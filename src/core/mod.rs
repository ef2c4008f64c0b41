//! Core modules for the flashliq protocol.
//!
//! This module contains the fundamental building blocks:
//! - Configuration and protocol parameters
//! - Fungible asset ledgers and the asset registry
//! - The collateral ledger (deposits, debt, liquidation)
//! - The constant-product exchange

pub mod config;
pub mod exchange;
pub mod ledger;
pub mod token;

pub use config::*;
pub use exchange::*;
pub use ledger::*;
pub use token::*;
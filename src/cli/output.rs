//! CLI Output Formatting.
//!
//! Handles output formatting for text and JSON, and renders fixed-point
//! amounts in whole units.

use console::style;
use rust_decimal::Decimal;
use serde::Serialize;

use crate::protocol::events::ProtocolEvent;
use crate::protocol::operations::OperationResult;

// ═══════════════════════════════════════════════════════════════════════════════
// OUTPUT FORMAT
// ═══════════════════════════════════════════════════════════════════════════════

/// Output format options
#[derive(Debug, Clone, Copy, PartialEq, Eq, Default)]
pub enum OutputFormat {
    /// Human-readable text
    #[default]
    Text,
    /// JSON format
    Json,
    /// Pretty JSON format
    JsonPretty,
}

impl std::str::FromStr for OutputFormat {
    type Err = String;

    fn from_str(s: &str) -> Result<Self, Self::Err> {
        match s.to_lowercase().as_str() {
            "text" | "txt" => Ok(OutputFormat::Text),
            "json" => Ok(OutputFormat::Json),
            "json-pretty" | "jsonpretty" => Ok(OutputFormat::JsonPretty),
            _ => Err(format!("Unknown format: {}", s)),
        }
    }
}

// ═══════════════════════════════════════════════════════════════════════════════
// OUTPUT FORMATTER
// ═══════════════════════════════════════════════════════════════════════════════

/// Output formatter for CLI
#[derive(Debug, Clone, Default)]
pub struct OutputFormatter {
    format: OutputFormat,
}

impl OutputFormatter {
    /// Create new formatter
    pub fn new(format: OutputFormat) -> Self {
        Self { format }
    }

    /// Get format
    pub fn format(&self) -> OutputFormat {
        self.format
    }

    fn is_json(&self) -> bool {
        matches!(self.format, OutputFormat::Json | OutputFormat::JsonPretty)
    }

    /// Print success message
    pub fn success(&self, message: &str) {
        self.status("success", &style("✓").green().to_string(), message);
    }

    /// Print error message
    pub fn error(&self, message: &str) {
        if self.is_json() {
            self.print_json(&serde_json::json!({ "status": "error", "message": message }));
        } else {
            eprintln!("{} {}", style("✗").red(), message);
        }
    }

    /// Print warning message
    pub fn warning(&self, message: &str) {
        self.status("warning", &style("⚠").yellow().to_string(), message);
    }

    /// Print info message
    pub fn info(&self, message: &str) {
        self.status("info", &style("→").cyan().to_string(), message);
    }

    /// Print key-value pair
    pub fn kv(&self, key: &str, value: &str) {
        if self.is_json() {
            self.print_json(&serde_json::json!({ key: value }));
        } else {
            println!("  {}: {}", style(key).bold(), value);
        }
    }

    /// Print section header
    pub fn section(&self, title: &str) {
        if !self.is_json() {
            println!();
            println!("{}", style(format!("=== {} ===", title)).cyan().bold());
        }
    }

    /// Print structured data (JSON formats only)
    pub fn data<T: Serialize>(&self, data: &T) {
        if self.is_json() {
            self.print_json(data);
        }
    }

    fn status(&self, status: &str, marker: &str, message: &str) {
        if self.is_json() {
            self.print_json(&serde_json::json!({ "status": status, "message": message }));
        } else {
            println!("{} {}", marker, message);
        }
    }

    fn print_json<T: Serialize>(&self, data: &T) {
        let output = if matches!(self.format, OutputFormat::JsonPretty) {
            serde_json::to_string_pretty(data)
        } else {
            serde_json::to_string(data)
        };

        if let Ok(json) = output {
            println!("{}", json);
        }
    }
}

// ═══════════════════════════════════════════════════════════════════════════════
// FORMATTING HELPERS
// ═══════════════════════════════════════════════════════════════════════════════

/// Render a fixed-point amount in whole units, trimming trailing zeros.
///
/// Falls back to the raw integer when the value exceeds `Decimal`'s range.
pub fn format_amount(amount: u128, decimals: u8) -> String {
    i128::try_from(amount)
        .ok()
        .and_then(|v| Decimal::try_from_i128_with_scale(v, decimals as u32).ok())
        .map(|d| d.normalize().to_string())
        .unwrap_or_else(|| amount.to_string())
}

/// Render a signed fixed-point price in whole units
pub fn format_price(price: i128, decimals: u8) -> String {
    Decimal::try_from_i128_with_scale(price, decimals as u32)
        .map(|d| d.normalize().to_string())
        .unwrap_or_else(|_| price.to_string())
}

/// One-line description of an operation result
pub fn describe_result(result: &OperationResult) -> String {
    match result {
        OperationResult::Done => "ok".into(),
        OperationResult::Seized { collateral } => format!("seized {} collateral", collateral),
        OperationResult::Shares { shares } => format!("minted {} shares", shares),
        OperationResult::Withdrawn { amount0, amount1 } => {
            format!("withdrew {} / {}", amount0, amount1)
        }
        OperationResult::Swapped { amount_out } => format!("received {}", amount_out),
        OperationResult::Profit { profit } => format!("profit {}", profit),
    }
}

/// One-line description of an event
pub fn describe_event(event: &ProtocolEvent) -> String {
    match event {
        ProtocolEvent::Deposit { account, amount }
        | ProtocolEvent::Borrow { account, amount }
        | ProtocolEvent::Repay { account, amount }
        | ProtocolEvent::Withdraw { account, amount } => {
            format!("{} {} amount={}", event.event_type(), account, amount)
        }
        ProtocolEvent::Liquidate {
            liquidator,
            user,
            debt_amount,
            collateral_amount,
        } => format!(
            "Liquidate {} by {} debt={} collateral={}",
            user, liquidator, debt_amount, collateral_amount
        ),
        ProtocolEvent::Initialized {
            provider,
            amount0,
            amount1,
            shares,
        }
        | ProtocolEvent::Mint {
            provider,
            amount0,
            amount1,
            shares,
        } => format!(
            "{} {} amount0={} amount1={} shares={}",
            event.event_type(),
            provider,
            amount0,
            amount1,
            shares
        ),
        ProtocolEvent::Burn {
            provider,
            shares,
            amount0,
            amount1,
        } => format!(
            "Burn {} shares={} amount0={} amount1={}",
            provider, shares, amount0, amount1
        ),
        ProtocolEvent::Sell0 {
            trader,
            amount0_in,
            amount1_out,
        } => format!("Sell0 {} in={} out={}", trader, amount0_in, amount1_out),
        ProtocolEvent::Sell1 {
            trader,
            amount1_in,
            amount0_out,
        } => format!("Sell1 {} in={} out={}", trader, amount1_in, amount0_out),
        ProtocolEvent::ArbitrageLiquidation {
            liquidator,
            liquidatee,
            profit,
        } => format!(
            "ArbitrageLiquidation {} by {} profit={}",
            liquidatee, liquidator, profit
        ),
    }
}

▶ [Exercise requirements] Where does the word "marker" appear in the material above? Copy every line that holds it.

▶ [Solution to the problem]
    fn status(&self, status: &str, marker: &str, message: &str) {
            println!("{} {}", marker, message);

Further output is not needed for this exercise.